* Task brief *
Begin with the first line of the listing and quote every line through the one containing "pub fn original(&self, name: &str)"; give only those lines.

* Listed entries *
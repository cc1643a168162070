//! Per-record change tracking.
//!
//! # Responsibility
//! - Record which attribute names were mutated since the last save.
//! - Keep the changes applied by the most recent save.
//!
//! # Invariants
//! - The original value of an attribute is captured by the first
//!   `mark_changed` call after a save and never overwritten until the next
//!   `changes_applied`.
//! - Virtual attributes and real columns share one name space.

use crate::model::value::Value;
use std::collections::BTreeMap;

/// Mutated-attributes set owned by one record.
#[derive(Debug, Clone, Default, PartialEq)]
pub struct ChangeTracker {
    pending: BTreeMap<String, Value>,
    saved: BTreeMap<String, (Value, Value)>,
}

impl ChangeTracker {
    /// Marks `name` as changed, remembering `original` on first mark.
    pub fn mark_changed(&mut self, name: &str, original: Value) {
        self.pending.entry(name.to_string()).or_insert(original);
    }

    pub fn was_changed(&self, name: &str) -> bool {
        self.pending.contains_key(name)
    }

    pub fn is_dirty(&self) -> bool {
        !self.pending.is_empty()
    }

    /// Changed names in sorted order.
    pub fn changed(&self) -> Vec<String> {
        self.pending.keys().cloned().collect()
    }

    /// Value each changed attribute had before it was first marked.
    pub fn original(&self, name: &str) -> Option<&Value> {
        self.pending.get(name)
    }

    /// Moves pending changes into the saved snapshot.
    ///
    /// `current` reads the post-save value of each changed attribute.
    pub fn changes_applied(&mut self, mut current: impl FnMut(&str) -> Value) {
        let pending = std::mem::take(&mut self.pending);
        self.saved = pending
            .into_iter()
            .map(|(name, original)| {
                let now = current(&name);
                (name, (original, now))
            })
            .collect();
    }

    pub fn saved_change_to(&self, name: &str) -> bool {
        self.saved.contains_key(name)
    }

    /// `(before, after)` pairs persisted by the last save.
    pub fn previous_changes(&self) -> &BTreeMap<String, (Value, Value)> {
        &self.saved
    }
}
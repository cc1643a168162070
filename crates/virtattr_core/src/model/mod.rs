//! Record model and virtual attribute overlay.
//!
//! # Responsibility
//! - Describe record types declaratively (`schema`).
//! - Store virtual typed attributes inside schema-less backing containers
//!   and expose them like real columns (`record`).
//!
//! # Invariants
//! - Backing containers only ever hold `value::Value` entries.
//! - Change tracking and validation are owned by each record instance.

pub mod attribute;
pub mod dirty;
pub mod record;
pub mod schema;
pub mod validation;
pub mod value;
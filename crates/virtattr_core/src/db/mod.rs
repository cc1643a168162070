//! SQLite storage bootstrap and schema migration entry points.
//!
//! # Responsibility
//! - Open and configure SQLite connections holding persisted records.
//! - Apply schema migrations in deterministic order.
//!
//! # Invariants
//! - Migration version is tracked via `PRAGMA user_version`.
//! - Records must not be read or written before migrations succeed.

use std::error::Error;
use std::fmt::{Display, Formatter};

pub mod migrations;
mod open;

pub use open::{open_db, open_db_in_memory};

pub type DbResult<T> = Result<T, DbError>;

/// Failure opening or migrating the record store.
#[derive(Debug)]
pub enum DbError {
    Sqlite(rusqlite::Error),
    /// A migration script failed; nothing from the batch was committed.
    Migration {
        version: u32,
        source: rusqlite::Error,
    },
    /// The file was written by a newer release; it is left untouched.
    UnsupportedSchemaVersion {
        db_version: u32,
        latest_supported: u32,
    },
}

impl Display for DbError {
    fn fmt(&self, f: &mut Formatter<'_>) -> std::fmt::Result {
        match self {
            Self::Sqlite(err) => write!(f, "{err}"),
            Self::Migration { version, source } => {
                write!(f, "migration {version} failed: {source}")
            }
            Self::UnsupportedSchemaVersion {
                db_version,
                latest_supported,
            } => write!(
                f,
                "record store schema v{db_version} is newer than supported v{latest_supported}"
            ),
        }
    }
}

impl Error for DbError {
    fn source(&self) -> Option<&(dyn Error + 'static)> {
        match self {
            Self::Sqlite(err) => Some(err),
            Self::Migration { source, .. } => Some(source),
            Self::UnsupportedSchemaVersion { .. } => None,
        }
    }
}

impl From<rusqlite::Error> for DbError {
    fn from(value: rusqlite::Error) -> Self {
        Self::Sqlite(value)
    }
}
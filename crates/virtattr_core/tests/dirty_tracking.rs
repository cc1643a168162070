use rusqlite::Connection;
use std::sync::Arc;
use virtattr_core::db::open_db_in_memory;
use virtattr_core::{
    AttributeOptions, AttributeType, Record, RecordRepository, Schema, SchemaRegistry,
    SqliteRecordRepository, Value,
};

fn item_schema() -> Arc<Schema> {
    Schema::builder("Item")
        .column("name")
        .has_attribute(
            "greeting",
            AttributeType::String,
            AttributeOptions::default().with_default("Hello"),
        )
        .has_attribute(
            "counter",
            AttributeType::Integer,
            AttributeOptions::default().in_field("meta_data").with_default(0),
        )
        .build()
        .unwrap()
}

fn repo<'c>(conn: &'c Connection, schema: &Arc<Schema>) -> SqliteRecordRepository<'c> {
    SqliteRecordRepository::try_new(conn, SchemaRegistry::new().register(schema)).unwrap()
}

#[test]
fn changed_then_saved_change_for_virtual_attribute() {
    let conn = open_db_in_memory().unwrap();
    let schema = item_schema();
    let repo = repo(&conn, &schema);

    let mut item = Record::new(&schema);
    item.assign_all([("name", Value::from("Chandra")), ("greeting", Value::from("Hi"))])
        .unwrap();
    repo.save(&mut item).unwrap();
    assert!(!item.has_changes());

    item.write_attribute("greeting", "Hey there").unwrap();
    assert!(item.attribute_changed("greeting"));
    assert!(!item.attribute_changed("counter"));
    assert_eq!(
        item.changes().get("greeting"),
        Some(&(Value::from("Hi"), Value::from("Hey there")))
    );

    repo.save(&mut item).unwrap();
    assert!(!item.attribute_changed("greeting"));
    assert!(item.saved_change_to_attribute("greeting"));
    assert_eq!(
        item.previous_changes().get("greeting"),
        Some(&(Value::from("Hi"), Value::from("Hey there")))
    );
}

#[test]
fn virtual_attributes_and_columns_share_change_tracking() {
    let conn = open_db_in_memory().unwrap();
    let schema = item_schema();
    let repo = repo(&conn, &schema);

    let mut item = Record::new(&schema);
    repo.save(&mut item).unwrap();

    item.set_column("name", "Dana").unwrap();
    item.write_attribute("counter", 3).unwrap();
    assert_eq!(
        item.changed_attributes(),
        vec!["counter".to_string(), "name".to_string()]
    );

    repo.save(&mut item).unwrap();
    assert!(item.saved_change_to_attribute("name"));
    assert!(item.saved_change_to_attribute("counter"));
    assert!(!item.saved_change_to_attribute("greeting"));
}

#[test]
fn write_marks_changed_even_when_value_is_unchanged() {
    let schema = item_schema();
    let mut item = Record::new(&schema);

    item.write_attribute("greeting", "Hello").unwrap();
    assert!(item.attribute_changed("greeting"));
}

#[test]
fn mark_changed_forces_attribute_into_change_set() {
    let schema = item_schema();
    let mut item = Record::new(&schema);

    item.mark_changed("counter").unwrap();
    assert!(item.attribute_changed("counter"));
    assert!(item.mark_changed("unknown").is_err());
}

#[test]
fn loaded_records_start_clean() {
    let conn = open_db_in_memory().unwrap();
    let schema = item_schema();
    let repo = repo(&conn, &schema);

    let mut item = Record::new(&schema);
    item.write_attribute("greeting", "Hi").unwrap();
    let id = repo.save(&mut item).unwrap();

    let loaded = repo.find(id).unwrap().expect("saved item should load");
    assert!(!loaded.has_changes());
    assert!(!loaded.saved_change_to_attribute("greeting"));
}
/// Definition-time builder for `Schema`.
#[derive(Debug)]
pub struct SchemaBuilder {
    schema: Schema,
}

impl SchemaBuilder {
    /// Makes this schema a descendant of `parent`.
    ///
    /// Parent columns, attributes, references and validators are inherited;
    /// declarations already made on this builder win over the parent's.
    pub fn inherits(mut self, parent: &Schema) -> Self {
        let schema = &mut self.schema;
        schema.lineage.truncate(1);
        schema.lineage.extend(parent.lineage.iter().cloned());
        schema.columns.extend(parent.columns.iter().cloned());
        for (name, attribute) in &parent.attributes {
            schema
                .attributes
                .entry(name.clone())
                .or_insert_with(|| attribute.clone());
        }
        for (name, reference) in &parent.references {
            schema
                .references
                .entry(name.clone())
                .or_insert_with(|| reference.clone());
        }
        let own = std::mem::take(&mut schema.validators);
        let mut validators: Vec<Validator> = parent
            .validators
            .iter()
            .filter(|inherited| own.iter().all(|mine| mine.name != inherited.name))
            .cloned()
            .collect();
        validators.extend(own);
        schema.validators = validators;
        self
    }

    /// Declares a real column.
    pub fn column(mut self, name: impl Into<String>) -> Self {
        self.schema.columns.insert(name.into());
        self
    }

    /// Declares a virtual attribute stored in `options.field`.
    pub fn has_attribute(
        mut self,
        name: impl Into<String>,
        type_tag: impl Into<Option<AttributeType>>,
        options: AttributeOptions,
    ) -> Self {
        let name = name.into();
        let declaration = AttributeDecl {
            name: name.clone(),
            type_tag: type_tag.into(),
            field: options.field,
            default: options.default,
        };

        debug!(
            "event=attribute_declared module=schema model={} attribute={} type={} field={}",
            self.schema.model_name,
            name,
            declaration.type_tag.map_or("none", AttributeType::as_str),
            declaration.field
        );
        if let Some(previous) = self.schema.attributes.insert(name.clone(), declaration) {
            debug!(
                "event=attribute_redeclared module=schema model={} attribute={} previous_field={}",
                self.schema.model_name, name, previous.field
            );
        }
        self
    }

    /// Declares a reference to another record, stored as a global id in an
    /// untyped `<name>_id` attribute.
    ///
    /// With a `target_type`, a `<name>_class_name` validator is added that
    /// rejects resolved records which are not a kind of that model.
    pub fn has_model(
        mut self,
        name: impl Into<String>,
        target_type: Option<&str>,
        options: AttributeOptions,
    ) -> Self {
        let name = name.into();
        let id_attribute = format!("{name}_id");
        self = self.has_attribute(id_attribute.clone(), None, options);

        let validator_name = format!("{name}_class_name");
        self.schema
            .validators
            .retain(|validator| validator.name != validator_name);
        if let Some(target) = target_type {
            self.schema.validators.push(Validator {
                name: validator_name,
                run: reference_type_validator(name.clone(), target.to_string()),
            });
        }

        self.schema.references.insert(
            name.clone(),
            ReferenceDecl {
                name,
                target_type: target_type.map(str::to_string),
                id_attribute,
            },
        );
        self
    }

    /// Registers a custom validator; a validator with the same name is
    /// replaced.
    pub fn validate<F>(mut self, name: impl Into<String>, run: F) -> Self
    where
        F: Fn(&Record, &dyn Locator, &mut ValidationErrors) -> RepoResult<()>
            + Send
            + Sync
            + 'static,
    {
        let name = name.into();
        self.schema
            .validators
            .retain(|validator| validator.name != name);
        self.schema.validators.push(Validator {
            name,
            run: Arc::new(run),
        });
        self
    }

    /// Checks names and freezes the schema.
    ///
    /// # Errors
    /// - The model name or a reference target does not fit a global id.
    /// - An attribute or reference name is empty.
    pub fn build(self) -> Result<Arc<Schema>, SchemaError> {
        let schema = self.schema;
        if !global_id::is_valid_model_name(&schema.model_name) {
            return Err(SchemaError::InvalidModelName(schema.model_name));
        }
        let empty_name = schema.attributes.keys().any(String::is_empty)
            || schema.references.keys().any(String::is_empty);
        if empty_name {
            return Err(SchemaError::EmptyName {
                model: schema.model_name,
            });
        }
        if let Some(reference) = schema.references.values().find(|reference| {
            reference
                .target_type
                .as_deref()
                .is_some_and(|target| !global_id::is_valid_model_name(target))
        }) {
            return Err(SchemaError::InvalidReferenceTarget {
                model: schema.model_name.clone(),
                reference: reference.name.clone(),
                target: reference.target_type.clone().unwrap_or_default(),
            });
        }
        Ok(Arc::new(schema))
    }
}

* Exercise response *
repository cc1643a168162070
//! Per-record change tracking.
//!
//! # Responsibility
//! - Record which attribute names were mutated since the last save.
//! - Keep the changes applied by the most recent save.
//!
//! # Invariants
//! - The original value of an attribute is captured by the first
//!   `mark_changed` call after a save and never overwritten until the next
//!   `changes_applied`.
//! - Virtual attributes and real columns share one name space.

use crate::model::value::Value;
use std::collections::BTreeMap;

/// Mutated-attributes set owned by one record.
#[derive(Debug, Clone, Default, PartialEq)]
pub struct ChangeTracker {
    pending: BTreeMap<String, Value>,
    saved: BTreeMap<String, (Value, Value)>,
}

impl ChangeTracker {
    /// Marks `name` as changed, remembering `original` on first mark.
    pub fn mark_changed(&mut self, name: &str, original: Value) {
        self.pending.entry(name.to_string()).or_insert(original);
    }

    pub fn was_changed(&self, name: &str) -> bool {
        self.pending.contains_key(name)
    }

    pub fn is_dirty(&self) -> bool {
        !self.pending.is_empty()
    }

    /// Changed names in sorted order.
    pub fn changed(&self) -> Vec<String> {
        self.pending.keys().cloned().collect()
    }

    /// Value each changed attribute had before it was first marked.
    pub fn original(&self, name: &str) -> Option<&Value> {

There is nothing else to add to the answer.